Interventional procedure guidance

Our interventional procedures guidance programme reviews new or existing medical procedures to make sure that they are safe and effective enough for wider NHS use.

The majority of the procedures we look at are novel or innovative, and we assess a wide range of treatments or diagnostic tests, including:

  • Treatments using instruments that enter the body, such as endoscopes
  • Procedures which use electromagnetic radiation
  • Procedures which use ultrasound

We aim to protect the safety of patients and to support doctors and other healthcare professionals by producing guidance on best practice when using these procedures.

Highlights of 2016-17:

Last year, we published 25 interventional procedures guidance covering a range of treatments or diagnostic tests, including:

Standardising how NHS professionals use new interventional procedures

Last year we worked with devolved NHS organisations across the four UK nations (England, Scotland, Wales and Northern Ireland) to develop a detailed summary about using new interventional procedures across the NHS. 

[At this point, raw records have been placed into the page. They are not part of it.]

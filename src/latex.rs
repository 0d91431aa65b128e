//! LaTeX rendering of a [`ProcessTable`].

use crate::{api::ProcessMetadata, error::PARSE_FAILURE_MSG, table::ProcessTable};
use chrono::NaiveDate;
use std::fmt::Display;

const DATE_FORMAT: &str = "%B %-d, %Y";
const NOT_SPECIFIED: &str = "Not specified";
const NO_DESCRIPTION: &str = "No description available";
const EMPTY_CELL: &str = "--";
const TITLE_SUFFIXES: [&str; 2] = [".bpmn", ".xml"];

const TABLE_HEADER: [&str; 6] = [
    r"\textbf{Step}",
    r"\textbf{Process}",
    r"\textbf{Task}",
    r"\textbf{Procedure}",
    r"\textbf{Tools/Refs}",
    r"\textbf{Role}",
];
const DETAILS_HEADER: [&str; 4] = [
    r"\textbf{Process Name}",
    r"\textbf{Description}",
    r"\textbf{Process Owner}",
    r"\textbf{Process Manager}",
];

/// File name without a trailing `.bpmn` or `.xml`.
pub fn document_title(file_name: &str) -> &str {
    TITLE_SUFFIXES
        .iter()
        .find_map(|suffix| file_name.strip_suffix(suffix))
        .unwrap_or(file_name)
}

pub fn render_document(
    table: &ProcessTable,
    file_name: &str,
    metadata: Option<&ProcessMetadata>,
    date: NaiveDate,
) -> String {
    Document {
        title: document_title(file_name),
        date,
        body: Body::Table { table, metadata },
    }
    .to_string()
}

/// Document put in place of the table when the diagram cannot be read.
pub fn render_error_document(file_name: &str, date: NaiveDate) -> String {
    Document {
        title: document_title(file_name),
        date,
        body: Body::Error,
    }
    .to_string()
}

/// Escape LaTeX special characters. Runs of whitespace, line breaks included,
/// become one space.
pub fn escape(text: &str) -> String {
    let mut escaped = String::with_capacity(text.len());
    for (index, word) in text.split_whitespace().enumerate() {
        if index > 0 {
            escaped.push(' ');
        }
        for c in word.chars() {
            match c {
                '\\' => escaped.push_str(r"\textbackslash{}"),
                '~' => escaped.push_str(r"\textasciitilde{}"),
                '^' => escaped.push_str(r"\textasciicircum{}"),
                '&' | '%' | '$' | '#' | '_' | '{' | '}' => {
                    escaped.push('\\');
                    escaped.push(c);
                }
                c => escaped.push(c),
            }
        }
    }
    escaped
}

struct Document<'a> {
    title: &'a str,
    date: NaiveDate,
    body: Body<'a>,
}

enum Body<'a> {
    Table {
        table: &'a ProcessTable,
        metadata: Option<&'a ProcessMetadata>,
    },
    Error,
}

impl Display for Document<'_> {
    fn fmt(&self, f: &mut std::fmt::Formatter<'_>) -> std::fmt::Result {
        writeln!(f, r"\documentclass[11pt]{{article}}")?;
        writeln!(f, r"\usepackage[utf8]{{inputenc}}")?;
        writeln!(f, r"\usepackage[margin=2cm]{{geometry}}")?;
        writeln!(f, r"\usepackage{{longtable}}")?;
        writeln!(f, r"\usepackage{{array}}")?;
        writeln!(f)?;
        writeln!(f, r"\title{{{}}}", escape(self.title))?;
        writeln!(f, r"\date{{Generated on {}}}", self.date.format(DATE_FORMAT))?;
        writeln!(f)?;
        writeln!(f, r"\begin{{document}}")?;
        writeln!(f, r"\maketitle")?;
        writeln!(f)?;
        match &self.body {
            Body::Table { table, metadata } => {
                write_process_table(f, table)?;
                writeln!(f)?;
                write_process_details(f, *metadata)?;
            }
            Body::Error => {
                writeln!(f, r"\section*{{Process Table}}")?;
                writeln!(f, r"\textbf{{Error: {PARSE_FAILURE_MSG}}}")?;
                writeln!(f)?;
                writeln!(
                    f,
                    "The diagram could not be read as BPMN 2.0 XML. \
                     Export it again from the editor and regenerate this document."
                )?;
            }
        }
        writeln!(f)?;
        writeln!(f, r"\end{{document}}")
    }
}

fn write_process_table(f: &mut std::fmt::Formatter<'_>, table: &ProcessTable) -> std::fmt::Result {
    writeln!(f, r"\section*{{Process Table}}")?;
    writeln!(
        f,
        r"\begin{{longtable}}{{|p{{1.2cm}}|p{{2.6cm}}|p{{3cm}}|p{{3.4cm}}|p{{2.2cm}}|p{{2.2cm}}|}}"
    )?;
    writeln!(f, r"\hline")?;
    write_row(f, &TABLE_HEADER)?;
    writeln!(f, r"\hline")?;
    writeln!(f, r"\endhead")?;
    for row in table.rows() {
        let tools = if row.tools_references.is_empty() {
            EMPTY_CELL.to_string()
        } else {
            escape(&row.tools_references)
        };
        write_row(
            f,
            &[
                escape(&row.step_seq),
                escape(&row.process_name),
                escape(&row.task),
                escape(&row.procedure),
                tools,
                escape(&row.role),
            ],
        )?;
        writeln!(f, r"\hline")?;
    }
    writeln!(f, r"\end{{longtable}}")
}

fn write_process_details(
    f: &mut std::fmt::Formatter<'_>,
    metadata: Option<&ProcessMetadata>,
) -> std::fmt::Result {
    let field = |value: Option<&Option<String>>, default: &str| {
        value
            .and_then(Option::as_deref)
            .filter(|value| !value.trim().is_empty())
            .map_or_else(|| default.to_string(), escape)
    };

    writeln!(f, r"\section*{{Process Details}}")?;
    writeln!(f, r"\begin{{longtable}}{{|p{{3cm}}|p{{5.4cm}}|p{{3.2cm}}|p{{3.2cm}}|}}")?;
    writeln!(f, r"\hline")?;
    write_row(f, &DETAILS_HEADER)?;
    writeln!(f, r"\hline")?;
    write_row(
        f,
        &[
            field(metadata.map(|m| &m.process_name), NOT_SPECIFIED),
            field(metadata.map(|m| &m.description), NO_DESCRIPTION),
            field(metadata.map(|m| &m.process_owner), NOT_SPECIFIED),
            field(metadata.map(|m| &m.process_manager), NOT_SPECIFIED),
        ],
    )?;
    writeln!(f, r"\hline")?;
    writeln!(f, r"\end{{longtable}}")
}

fn write_row<S: AsRef<str>>(f: &mut std::fmt::Formatter<'_>, cells: &[S]) -> std::fmt::Result {
    let cells: Vec<&str> = cells.iter().map(AsRef::as_ref).collect();
    writeln!(f, r"{} \\", cells.join(" & "))
}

This summary was approved by the NICE board in March 2017. It has now replaced the Health Services Circular, a former bulletin service.

Updating guidance on mesh devices

In 2016–17 we began updating all of our existing guidance relating to the treatment of pelvic organ prolapse and stress urinary incontinence.

For these conditions, we assessed surgical procedures using mesh devices as treatment. There were uncertainties about the safety and efficacy of mesh procedures, and a report from NHS England’s mesh working group called for a review of existing guidance.

We have since updated the majority of our guidance on mesh insertions to ensure that it is based on the most up-to-date evidence.

Ensuring the safety of patients and providing the right information for healthcare professionals is a key aim of our programme. 

Creuzfeldt-Jacob Disease

The chief medical officers for England, Scotland, Wales and Northern Ireland asked us to develop guidance on the prevention of transmission of Creuzfeldt-Jacob Disease (CJD).

CJD is a rare, degenerative and usually fatal neurological disease. It can be passed from person to person either genetically from parent to child or through the use of instruments in some medical procedures. Almost 200 cases of CJD were fatal in the UK last year.

We developed guidance, using a bespoke methodology that covers the management of all patients having procedures where there could be some risk of transmission of CJD from the instruments used.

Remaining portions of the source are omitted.